**Prompt**:
Your answer should be every line with the word "current", copied from the data below.

Saved data entries

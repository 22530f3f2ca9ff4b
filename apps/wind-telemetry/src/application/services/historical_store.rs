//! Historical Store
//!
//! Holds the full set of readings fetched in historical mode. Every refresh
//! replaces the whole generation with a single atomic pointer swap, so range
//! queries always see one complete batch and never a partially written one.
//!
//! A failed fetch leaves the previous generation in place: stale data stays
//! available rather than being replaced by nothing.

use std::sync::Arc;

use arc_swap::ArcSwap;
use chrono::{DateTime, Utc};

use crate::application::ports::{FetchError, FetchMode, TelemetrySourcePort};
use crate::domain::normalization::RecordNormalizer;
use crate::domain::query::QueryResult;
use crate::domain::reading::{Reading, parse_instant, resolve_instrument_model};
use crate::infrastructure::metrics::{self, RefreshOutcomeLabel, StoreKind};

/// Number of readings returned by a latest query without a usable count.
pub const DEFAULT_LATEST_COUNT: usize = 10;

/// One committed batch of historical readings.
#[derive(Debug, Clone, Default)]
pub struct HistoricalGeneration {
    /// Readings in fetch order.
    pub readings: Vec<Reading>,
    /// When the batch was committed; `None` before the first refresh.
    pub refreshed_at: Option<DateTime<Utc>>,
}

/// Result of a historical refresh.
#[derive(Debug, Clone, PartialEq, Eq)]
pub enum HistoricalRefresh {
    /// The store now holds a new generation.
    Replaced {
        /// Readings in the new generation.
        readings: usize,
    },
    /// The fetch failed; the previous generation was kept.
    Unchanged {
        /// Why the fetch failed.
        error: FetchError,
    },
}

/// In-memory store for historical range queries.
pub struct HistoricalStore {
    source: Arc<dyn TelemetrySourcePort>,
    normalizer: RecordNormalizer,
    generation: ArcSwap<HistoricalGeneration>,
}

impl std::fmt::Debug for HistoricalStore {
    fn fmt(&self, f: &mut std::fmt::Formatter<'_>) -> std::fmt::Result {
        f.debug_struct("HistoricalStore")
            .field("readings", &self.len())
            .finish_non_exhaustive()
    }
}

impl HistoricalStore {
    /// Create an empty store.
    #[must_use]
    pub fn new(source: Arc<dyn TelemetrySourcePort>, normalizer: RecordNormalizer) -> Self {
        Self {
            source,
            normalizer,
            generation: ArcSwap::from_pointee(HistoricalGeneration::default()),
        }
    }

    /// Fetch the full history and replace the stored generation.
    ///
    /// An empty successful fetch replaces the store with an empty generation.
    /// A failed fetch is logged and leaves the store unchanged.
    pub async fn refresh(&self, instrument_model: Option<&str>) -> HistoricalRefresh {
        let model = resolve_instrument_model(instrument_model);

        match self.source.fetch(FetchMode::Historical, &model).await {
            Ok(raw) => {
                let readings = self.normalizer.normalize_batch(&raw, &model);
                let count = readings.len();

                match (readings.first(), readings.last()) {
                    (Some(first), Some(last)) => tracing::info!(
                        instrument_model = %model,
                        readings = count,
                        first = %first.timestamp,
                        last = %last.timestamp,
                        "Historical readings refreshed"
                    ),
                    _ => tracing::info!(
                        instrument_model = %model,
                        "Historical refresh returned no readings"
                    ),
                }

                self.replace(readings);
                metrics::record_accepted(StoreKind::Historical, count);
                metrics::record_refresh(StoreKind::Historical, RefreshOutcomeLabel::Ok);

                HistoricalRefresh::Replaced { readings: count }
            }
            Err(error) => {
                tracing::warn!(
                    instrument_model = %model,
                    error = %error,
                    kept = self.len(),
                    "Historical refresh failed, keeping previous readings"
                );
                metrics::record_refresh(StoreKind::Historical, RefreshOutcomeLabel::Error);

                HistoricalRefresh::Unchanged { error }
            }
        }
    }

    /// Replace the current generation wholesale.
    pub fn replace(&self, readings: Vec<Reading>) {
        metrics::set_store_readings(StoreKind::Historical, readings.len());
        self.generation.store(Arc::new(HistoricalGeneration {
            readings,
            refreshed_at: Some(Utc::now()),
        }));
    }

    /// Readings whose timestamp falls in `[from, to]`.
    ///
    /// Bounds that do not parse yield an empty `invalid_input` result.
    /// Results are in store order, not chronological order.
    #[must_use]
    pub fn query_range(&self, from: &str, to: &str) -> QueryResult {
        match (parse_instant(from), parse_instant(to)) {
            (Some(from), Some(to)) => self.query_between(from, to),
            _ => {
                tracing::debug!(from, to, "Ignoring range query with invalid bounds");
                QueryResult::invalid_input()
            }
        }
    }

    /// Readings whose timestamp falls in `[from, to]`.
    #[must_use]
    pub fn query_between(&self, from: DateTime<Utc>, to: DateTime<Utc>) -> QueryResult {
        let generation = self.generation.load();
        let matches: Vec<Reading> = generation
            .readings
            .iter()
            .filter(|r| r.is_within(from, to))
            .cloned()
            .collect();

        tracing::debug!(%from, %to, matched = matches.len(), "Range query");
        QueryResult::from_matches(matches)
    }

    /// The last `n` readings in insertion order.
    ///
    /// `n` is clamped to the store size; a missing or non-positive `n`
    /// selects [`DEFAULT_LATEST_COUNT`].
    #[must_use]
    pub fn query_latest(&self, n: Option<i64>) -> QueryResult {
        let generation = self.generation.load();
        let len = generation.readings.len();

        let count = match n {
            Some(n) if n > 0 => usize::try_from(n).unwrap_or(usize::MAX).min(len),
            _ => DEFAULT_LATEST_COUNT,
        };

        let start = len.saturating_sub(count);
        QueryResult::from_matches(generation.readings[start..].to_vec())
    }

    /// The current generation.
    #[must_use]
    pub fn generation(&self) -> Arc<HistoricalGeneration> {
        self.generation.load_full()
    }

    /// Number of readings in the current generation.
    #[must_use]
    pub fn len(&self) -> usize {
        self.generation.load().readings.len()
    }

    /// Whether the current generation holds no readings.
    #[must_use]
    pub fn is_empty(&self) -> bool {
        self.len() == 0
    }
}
==
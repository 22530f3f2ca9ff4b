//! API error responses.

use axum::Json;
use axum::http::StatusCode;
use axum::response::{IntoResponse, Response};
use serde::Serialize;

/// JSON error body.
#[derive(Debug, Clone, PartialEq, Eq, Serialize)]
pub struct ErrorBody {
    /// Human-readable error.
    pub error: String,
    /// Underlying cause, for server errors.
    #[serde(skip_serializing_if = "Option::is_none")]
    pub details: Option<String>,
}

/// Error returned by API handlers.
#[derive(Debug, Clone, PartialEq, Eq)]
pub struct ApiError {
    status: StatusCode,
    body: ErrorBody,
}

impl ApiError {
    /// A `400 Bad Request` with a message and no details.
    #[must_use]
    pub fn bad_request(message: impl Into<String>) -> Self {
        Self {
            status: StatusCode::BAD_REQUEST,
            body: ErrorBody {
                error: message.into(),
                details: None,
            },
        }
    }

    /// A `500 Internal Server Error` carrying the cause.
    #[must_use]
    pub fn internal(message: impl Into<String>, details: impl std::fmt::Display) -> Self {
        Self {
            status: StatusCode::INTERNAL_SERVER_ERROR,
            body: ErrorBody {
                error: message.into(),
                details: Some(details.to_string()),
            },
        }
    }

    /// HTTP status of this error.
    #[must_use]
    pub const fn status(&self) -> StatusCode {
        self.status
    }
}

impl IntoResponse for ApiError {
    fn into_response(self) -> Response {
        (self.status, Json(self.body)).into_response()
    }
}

**Response**:
    /// Replace the current generation wholesale.
    /// The current generation.
    /// Number of readings in the current generation.
    /// Whether the current generation holds no readings.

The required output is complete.